Take the entries below and print only the lines from the one with "in this session." through the one with "fn flush(&mut self)", exactly as they stand, both ends included.
[EXCERPTED RECORDS Boundary: Start]
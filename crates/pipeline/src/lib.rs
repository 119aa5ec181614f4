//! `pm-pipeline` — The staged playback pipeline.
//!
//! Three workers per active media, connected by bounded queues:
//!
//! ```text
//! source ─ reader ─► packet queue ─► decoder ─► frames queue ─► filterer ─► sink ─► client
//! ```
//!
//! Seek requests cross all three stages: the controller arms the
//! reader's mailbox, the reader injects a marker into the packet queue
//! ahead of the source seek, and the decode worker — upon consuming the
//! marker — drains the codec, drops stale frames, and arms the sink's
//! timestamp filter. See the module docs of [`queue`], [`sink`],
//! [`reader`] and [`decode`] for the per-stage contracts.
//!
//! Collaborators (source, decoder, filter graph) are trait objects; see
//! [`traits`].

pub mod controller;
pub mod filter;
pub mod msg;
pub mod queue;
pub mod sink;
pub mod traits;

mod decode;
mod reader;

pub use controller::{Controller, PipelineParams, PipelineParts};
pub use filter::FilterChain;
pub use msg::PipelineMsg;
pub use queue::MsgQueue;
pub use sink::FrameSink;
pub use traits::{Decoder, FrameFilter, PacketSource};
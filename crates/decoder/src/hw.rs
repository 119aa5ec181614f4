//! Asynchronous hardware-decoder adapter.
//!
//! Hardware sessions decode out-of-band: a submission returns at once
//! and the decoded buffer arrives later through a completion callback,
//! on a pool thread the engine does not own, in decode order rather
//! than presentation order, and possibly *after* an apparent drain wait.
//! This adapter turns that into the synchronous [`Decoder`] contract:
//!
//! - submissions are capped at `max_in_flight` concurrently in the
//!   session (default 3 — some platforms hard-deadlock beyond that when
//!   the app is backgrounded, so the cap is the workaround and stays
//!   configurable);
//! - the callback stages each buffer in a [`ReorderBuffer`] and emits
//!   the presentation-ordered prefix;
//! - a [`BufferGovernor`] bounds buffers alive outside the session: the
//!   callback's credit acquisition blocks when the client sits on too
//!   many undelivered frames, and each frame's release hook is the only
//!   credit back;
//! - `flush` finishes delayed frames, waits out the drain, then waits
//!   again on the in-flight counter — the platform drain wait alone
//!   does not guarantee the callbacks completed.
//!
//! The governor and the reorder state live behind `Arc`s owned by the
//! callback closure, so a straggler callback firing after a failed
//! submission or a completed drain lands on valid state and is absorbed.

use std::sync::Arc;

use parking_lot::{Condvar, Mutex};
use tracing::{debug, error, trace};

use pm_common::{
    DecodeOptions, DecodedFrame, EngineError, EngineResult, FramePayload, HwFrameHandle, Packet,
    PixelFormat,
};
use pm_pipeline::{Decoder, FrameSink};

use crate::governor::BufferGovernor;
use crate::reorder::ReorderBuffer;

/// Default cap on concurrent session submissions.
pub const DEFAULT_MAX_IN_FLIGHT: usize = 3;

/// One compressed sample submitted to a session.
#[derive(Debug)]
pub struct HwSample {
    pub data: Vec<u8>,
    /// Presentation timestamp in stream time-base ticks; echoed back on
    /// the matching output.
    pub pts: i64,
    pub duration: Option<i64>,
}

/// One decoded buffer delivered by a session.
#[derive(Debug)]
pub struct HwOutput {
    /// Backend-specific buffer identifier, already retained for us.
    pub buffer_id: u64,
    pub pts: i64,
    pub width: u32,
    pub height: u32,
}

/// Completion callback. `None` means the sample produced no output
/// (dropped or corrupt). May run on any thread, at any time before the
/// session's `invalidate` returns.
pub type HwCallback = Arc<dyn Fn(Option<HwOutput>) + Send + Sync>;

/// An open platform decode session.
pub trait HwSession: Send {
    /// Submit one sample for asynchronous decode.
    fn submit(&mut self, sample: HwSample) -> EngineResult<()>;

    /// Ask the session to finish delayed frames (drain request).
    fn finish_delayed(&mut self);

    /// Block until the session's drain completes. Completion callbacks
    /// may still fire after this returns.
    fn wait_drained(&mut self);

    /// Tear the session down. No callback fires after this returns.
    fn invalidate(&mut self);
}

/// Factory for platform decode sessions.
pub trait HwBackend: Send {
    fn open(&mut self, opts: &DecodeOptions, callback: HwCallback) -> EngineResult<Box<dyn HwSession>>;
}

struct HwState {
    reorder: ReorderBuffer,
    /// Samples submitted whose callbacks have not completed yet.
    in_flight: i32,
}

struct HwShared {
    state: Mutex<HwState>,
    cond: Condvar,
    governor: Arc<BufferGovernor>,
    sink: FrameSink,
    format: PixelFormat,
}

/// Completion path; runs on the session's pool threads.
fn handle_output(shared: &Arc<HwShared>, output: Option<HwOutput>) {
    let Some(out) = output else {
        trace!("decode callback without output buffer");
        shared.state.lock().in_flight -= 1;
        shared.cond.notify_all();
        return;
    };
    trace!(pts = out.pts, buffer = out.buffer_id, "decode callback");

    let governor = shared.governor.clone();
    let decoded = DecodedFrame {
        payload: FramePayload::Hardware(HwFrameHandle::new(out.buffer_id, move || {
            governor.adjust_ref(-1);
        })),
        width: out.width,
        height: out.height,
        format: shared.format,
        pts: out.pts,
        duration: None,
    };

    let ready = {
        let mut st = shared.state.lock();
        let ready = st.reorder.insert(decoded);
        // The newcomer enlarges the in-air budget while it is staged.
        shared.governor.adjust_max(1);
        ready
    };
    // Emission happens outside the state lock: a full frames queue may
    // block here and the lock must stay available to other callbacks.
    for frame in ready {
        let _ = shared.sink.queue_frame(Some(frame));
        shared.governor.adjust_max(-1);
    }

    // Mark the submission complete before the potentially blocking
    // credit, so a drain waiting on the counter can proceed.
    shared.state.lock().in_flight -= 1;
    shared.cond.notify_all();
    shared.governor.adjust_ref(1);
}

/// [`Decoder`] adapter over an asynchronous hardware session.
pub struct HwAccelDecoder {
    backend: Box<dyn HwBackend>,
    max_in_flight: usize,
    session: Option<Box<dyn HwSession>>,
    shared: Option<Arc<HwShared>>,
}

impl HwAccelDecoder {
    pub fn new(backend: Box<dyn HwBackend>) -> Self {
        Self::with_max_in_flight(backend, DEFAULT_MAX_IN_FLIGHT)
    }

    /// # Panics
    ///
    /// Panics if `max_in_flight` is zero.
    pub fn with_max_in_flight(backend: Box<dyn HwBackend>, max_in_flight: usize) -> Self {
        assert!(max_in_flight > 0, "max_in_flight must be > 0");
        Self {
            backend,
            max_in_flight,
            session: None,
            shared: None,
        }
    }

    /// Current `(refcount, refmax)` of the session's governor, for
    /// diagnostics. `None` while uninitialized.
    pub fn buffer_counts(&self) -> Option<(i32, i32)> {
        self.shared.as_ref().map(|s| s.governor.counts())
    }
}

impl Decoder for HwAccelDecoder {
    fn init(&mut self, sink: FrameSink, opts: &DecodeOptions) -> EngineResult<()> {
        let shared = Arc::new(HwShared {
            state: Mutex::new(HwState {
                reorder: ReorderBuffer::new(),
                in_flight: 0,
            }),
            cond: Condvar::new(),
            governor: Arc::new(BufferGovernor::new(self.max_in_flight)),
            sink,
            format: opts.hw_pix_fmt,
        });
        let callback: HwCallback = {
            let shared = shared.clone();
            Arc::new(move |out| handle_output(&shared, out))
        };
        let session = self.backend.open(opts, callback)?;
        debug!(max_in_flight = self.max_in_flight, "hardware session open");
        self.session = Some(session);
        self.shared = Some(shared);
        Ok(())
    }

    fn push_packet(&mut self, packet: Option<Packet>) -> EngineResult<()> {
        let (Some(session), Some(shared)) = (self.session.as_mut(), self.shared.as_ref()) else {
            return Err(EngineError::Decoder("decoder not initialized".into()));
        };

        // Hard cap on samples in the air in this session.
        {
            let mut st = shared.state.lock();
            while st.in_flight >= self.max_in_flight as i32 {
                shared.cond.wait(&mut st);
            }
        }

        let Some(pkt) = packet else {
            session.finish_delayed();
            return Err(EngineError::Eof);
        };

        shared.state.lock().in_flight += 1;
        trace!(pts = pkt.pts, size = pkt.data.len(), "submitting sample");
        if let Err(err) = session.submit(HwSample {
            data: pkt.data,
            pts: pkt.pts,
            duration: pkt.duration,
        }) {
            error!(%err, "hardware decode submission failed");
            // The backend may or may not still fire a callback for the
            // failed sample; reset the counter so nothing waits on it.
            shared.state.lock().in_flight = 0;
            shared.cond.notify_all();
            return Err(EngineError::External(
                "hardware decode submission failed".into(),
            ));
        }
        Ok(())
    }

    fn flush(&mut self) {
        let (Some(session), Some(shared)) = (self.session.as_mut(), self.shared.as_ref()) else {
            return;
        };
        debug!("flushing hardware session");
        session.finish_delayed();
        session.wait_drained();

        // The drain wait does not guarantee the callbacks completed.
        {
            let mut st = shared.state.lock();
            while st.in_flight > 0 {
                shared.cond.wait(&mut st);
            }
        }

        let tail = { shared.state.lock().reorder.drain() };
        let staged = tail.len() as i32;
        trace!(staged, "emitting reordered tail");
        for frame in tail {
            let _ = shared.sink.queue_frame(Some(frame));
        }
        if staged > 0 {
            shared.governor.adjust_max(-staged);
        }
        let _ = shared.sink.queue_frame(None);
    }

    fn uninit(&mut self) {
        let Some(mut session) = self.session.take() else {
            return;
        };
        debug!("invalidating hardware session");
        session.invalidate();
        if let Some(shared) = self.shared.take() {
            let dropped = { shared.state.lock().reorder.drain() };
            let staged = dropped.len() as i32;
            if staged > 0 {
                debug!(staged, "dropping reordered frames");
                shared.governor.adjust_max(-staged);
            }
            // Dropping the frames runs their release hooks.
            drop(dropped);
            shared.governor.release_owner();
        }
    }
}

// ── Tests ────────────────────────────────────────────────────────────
[EXCERPTED RECORDS Boundary: End]
WRITTEN SOLUTION
        // Hard cap on samples in the air in this session.
        {
            let mut st = shared.state.lock();
            while st.in_flight >= self.max_in_flight as i32 {
                shared.cond.wait(&mut st);
            }
        }

        let Some(pkt) = packet else {
            session.finish_delayed();
            return Err(EngineError::Eof);
        };

        shared.state.lock().in_flight += 1;
        trace!(pts = pkt.pts, size = pkt.data.len(), "submitting sample");
        if let Err(err) = session.submit(HwSample {
            data: pkt.data,
            pts: pkt.pts,
            duration: pkt.duration,
        }) {
            error!(%err, "hardware decode submission failed");
            // The backend may or may not still fire a callback for the
            // failed sample; reset the counter so nothing waits on it.
            shared.state.lock().in_flight = 0;
            shared.cond.notify_all();
            return Err(EngineError::External(
                "hardware decode submission failed".into(),
            ));
        }
        Ok(())
    }

    fn flush(&mut self) {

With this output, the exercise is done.